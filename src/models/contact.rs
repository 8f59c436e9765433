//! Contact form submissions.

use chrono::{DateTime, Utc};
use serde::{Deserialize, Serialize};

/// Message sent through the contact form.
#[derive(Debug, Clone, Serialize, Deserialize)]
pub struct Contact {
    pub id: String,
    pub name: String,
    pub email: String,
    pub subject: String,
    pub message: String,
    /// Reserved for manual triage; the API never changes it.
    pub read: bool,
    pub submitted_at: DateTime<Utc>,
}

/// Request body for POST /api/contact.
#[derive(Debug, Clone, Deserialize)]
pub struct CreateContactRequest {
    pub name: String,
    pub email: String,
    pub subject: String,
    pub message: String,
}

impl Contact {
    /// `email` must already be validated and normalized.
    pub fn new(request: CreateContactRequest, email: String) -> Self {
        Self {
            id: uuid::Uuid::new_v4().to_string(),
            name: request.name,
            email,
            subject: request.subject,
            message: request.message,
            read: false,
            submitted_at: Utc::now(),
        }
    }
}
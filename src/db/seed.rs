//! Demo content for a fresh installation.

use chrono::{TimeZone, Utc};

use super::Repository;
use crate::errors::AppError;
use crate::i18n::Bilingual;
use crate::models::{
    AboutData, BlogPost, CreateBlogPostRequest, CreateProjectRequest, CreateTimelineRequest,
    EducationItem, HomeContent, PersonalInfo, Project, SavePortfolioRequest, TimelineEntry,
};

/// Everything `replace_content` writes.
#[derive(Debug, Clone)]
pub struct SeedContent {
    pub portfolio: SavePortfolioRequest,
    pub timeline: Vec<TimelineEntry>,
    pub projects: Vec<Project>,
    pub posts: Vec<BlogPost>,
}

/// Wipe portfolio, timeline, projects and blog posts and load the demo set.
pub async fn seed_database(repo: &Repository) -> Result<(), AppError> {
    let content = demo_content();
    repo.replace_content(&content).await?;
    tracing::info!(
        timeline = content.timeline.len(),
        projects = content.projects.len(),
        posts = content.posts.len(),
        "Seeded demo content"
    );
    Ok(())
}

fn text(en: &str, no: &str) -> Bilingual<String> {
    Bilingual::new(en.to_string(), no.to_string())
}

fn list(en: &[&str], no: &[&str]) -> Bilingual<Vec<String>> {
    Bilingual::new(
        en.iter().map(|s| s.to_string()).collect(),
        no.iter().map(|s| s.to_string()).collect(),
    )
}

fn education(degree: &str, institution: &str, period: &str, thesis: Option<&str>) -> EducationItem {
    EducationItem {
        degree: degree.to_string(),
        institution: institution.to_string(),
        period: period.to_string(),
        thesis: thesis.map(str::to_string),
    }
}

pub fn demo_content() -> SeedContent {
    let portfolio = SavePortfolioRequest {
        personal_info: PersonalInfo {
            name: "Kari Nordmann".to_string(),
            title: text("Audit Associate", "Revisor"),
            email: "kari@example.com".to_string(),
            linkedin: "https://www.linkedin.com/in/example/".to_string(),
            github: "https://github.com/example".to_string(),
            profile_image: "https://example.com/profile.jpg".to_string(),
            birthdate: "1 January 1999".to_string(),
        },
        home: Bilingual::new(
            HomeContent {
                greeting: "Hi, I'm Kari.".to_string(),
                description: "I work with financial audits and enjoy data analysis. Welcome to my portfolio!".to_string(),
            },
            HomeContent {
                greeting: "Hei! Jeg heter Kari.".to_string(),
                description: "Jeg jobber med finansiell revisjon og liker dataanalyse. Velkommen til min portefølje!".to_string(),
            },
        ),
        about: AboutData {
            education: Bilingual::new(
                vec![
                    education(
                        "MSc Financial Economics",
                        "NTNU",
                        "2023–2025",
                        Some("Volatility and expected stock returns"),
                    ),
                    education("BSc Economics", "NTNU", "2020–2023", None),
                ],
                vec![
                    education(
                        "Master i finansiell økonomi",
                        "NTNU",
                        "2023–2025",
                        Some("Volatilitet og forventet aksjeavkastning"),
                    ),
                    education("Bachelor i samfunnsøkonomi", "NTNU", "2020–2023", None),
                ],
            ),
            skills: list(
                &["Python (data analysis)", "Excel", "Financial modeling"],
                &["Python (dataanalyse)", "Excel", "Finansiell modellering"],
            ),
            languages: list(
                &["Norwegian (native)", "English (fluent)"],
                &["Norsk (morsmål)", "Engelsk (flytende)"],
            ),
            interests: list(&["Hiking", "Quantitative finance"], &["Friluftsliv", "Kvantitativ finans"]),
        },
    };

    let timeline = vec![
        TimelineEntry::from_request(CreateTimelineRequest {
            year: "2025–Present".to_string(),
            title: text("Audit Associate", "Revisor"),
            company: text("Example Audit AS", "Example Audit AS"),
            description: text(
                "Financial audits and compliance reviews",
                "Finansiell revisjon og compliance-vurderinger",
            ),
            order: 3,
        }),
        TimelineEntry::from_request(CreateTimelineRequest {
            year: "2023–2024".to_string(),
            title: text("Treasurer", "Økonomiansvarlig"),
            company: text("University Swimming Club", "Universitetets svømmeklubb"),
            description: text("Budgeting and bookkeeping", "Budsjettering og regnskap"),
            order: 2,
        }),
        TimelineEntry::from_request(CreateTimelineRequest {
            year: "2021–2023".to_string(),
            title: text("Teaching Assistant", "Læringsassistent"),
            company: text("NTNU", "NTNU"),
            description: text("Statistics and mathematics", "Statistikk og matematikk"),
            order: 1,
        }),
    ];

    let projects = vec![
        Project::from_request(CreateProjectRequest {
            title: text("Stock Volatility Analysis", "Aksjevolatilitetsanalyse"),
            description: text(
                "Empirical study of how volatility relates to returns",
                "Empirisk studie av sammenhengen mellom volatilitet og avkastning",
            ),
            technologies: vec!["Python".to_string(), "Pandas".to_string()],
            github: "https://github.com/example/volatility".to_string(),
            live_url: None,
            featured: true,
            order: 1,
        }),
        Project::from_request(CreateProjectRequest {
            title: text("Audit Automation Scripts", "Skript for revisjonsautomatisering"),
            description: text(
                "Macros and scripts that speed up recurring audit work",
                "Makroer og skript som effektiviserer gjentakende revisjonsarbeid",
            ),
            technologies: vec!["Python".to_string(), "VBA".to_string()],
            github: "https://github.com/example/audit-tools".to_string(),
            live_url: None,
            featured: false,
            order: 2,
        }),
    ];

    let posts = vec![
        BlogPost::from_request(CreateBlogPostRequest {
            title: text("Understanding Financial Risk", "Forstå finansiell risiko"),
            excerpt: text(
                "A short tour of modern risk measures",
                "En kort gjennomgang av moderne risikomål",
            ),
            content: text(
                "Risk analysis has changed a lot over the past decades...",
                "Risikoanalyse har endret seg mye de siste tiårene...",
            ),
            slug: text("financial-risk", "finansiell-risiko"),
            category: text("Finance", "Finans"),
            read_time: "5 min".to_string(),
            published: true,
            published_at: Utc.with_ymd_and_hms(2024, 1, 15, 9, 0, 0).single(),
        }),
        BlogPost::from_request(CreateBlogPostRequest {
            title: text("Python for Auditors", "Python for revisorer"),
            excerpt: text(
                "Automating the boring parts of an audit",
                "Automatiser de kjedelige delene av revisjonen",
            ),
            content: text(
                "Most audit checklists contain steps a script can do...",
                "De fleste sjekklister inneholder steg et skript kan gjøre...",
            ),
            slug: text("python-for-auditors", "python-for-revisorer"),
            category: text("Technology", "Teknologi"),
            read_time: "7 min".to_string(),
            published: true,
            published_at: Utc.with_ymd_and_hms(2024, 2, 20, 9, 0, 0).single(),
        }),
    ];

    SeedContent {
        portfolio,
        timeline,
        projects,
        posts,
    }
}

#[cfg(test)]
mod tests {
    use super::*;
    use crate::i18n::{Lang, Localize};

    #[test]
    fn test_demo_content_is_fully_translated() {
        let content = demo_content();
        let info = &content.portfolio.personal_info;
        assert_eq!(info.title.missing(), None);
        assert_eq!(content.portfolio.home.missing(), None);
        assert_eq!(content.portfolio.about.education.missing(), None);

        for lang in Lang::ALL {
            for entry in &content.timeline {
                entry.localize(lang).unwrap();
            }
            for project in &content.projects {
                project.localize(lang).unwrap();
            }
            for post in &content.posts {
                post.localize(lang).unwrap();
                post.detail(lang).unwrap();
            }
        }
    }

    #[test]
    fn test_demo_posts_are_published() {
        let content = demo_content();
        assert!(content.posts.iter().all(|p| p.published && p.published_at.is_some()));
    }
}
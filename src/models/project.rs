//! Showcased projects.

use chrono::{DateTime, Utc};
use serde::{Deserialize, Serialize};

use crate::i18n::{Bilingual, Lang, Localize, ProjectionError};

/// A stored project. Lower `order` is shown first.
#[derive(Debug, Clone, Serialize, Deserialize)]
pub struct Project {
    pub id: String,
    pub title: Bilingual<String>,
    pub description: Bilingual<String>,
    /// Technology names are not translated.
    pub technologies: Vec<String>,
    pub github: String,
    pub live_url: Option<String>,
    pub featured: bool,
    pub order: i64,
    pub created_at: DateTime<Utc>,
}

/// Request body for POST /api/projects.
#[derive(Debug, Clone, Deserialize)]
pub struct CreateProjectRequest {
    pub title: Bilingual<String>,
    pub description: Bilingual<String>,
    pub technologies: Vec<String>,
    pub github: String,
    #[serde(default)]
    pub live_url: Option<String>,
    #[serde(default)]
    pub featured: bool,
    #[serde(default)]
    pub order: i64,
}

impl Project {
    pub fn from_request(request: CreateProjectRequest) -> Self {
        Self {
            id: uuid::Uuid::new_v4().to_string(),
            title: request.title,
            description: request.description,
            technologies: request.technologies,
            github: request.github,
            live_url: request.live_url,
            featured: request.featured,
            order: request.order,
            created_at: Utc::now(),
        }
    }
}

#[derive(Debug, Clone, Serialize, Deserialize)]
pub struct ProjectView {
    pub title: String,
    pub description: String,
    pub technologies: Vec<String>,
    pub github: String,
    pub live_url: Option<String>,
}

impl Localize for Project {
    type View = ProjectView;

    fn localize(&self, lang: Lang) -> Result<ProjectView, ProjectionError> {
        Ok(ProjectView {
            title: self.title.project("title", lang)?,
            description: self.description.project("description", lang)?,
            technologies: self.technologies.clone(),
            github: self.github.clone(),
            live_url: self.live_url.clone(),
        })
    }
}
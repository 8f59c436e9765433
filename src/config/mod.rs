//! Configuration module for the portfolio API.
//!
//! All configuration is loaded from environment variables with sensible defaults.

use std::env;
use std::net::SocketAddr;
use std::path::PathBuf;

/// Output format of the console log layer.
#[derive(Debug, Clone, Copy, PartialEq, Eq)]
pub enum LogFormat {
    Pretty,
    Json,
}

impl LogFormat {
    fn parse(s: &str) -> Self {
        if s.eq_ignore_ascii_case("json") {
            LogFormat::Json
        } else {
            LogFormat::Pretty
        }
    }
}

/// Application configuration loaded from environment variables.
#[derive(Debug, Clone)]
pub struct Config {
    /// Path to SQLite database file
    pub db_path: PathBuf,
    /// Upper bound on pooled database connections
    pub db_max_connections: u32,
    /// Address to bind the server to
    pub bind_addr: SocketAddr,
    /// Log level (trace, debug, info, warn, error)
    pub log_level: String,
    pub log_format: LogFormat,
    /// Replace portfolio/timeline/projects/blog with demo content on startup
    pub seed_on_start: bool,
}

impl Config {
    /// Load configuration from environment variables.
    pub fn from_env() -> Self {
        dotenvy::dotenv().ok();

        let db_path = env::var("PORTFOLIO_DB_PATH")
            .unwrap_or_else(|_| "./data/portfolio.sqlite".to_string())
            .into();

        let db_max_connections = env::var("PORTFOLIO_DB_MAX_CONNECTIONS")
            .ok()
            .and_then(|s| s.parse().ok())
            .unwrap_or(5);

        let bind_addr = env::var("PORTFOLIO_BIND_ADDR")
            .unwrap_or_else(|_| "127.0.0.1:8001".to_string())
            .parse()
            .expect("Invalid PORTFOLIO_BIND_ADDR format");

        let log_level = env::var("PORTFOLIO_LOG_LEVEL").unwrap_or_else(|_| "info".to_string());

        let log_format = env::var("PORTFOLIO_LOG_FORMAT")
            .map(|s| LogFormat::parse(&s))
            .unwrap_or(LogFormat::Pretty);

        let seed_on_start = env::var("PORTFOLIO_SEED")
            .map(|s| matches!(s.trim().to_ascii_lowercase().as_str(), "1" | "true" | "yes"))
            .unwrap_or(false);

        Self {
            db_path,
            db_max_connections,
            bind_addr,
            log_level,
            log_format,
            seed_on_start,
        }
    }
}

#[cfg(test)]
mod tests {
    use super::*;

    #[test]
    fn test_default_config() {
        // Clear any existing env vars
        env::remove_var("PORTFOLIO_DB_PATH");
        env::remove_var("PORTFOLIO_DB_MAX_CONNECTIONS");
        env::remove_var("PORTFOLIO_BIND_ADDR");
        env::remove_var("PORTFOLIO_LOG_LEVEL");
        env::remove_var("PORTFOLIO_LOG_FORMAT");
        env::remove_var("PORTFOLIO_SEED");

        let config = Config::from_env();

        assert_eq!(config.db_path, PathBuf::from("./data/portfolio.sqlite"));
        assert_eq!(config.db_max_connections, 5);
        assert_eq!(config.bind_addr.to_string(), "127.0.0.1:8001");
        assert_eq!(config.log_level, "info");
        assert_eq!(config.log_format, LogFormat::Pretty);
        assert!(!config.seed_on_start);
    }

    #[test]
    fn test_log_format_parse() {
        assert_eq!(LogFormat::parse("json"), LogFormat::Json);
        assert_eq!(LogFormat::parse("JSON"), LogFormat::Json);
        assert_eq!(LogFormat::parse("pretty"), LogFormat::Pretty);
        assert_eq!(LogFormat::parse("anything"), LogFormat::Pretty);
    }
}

• • • • • • •

Only the lines from the start of the data to the line holding "pub async fn" are wanted; return them exactly, both ends included.

filename src/models/contact.rs
repository 8f59c436e9765433
//! Contact form submissions.

use chrono::{DateTime, Utc};
use serde::{Deserialize, Serialize};

/// Message sent through the contact form.
#[derive(Debug, Clone, Serialize, Deserialize)]
pub struct Contact {
    pub id: String,
    pub name: String,
    pub email: String,
    pub subject: String,
    pub message: String,
    /// Reserved for manual triage; the API never changes it.
    pub read: bool,
    pub submitted_at: DateTime<Utc>,
}

/// Request body for POST /api/contact.
#[derive(Debug, Clone, Deserialize)]
pub struct CreateContactRequest {
    pub name: String,
    pub email: String,
    pub subject: String,
    pub message: String,
}

impl Contact {
    /// `email` must already be validated and normalized.
    pub fn new(request: CreateContactRequest, email: String) -> Self {
        Self {
            id: uuid::Uuid::new_v4().to_string(),
            name: request.name,
            email,
            subject: request.subject,
            message: request.message,
            read: false,
            submitted_at: Utc::now(),
        }
    }
}
filename src/db/seed.rs
//! Demo content for a fresh installation.

use chrono::{TimeZone, Utc};

use super::Repository;
use crate::errors::AppError;
use crate::i18n::Bilingual;
use crate::models::{
    AboutData, BlogPost, CreateBlogPostRequest, CreateProjectRequest, CreateTimelineRequest,
    EducationItem, HomeContent, PersonalInfo, Project, SavePortfolioRequest, TimelineEntry,
};

/// Everything `replace_content` writes.
#[derive(Debug, Clone)]
pub struct SeedContent {
    pub portfolio: SavePortfolioRequest,
    pub timeline: Vec<TimelineEntry>,
    pub projects: Vec<Project>,
    pub posts: Vec<BlogPost>,
}

/// Wipe portfolio, timeline, projects and blog posts and load the demo set.
pub async fn seed_database(repo: &Repository) -> Result<(), AppError> {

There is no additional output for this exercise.